◆ **GOAL OF THE EXERCISE**: Print the lines of the data, starting with the first, up to and including the line where "let Some(definition) = self.catalog.get(&name).await?" appears.

◆ **Dataset records**:
■ ■ ■ ■ ■ ■ ■
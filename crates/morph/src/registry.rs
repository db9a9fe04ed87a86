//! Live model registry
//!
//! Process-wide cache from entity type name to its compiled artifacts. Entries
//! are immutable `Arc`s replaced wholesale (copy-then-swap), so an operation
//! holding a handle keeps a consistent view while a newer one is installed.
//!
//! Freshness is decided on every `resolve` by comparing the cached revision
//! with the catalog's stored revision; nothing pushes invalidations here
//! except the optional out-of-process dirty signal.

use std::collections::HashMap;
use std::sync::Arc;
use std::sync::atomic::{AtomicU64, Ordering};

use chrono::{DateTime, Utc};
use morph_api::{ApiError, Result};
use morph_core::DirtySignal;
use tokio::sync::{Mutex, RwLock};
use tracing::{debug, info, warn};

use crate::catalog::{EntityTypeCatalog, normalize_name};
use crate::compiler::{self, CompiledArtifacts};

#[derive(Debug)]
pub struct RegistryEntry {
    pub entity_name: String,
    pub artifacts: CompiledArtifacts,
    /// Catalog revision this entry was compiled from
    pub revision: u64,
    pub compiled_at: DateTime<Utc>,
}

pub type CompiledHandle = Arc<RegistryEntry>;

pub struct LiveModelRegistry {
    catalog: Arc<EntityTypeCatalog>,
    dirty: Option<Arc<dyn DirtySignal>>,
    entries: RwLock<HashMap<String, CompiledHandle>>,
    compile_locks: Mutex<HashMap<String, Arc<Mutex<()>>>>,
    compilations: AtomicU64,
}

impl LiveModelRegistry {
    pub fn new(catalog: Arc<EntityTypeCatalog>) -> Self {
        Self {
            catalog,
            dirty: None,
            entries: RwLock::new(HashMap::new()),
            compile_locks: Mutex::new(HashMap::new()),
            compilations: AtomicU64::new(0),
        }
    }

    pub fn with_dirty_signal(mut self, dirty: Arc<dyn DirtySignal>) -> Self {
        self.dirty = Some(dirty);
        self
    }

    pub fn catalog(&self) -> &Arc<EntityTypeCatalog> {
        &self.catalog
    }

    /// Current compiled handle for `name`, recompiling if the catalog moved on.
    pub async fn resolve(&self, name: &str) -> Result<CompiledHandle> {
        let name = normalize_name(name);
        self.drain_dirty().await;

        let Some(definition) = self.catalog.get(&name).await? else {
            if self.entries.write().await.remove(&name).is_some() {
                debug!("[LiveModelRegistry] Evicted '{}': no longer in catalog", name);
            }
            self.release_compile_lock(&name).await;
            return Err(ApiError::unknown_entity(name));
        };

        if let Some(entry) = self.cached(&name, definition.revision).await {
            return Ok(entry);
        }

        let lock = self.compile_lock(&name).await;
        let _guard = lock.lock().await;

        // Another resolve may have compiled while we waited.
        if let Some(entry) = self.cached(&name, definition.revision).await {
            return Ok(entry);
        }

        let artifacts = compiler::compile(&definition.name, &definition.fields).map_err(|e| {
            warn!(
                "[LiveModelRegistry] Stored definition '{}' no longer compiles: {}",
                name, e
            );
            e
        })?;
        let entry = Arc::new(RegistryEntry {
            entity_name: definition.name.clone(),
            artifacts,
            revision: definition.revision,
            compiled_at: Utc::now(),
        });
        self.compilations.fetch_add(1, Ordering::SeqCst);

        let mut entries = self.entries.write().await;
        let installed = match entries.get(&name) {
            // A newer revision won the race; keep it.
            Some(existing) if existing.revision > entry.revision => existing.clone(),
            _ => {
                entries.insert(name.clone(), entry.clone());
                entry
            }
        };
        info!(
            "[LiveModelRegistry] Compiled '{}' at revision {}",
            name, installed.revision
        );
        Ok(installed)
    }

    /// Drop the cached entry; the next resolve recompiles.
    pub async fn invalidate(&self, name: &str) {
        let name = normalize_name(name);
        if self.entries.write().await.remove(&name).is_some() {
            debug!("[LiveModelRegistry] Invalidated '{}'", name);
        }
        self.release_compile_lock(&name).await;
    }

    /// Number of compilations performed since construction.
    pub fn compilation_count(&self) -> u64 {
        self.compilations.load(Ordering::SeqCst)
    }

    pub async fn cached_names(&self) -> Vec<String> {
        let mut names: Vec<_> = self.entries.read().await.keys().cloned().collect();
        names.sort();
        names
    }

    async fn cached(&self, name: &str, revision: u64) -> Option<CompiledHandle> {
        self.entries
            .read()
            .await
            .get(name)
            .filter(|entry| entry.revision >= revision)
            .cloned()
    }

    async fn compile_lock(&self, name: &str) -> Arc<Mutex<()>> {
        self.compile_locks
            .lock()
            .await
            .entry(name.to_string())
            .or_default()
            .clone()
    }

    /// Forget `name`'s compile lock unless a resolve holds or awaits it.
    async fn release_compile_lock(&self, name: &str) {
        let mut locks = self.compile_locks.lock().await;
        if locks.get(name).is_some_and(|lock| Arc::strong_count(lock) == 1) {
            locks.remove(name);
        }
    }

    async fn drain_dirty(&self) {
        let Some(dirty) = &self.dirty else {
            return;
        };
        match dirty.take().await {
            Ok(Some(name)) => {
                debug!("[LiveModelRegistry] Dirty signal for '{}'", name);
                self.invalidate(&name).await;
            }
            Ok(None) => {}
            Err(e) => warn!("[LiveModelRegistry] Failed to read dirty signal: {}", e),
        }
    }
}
■ ■ ■ ■ ■ ■ ■
◆ **RESPONSE**:
filename crates/morph/src/registry.rs
repository db9a9fe04ed87a86
//! Live model registry
//!
//! Process-wide cache from entity type name to its compiled artifacts. Entries
//! are immutable `Arc`s replaced wholesale (copy-then-swap), so an operation
//! holding a handle keeps a consistent view while a newer one is installed.
//!
//! Freshness is decided on every `resolve` by comparing the cached revision
//! with the catalog's stored revision; nothing pushes invalidations here
//! except the optional out-of-process dirty signal.

use std::collections::HashMap;
use std::sync::Arc;
use std::sync::atomic::{AtomicU64, Ordering};

use chrono::{DateTime, Utc};
use morph_api::{ApiError, Result};
use morph_core::DirtySignal;
use tokio::sync::{Mutex, RwLock};
use tracing::{debug, info, warn};

use crate::catalog::{EntityTypeCatalog, normalize_name};
use crate::compiler::{self, CompiledArtifacts};

#[derive(Debug)]
pub struct RegistryEntry {
    pub entity_name: String,
    pub artifacts: CompiledArtifacts,
    /// Catalog revision this entry was compiled from
    pub revision: u64,
    pub compiled_at: DateTime<Utc>,
}

pub type CompiledHandle = Arc<RegistryEntry>;

pub struct LiveModelRegistry {
    catalog: Arc<EntityTypeCatalog>,
    dirty: Option<Arc<dyn DirtySignal>>,
    entries: RwLock<HashMap<String, CompiledHandle>>,
    compile_locks: Mutex<HashMap<String, Arc<Mutex<()>>>>,
    compilations: AtomicU64,
}

impl LiveModelRegistry {
    pub fn new(catalog: Arc<EntityTypeCatalog>) -> Self {
        Self {
            catalog,
            dirty: None,
            entries: RwLock::new(HashMap::new()),
            compile_locks: Mutex::new(HashMap::new()),
            compilations: AtomicU64::new(0),
        }
    }

    pub fn with_dirty_signal(mut self, dirty: Arc<dyn DirtySignal>) -> Self {
        self.dirty = Some(dirty);
        self
    }

    pub fn catalog(&self) -> &Arc<EntityTypeCatalog> {
        &self.catalog
    }

    /// Current compiled handle for `name`, recompiling if the catalog moved on.
    pub async fn resolve(&self, name: &str) -> Result<CompiledHandle> {
        let name = normalize_name(name);
        self.drain_dirty().await;

        let Some(definition) = self.catalog.get(&name).await? else {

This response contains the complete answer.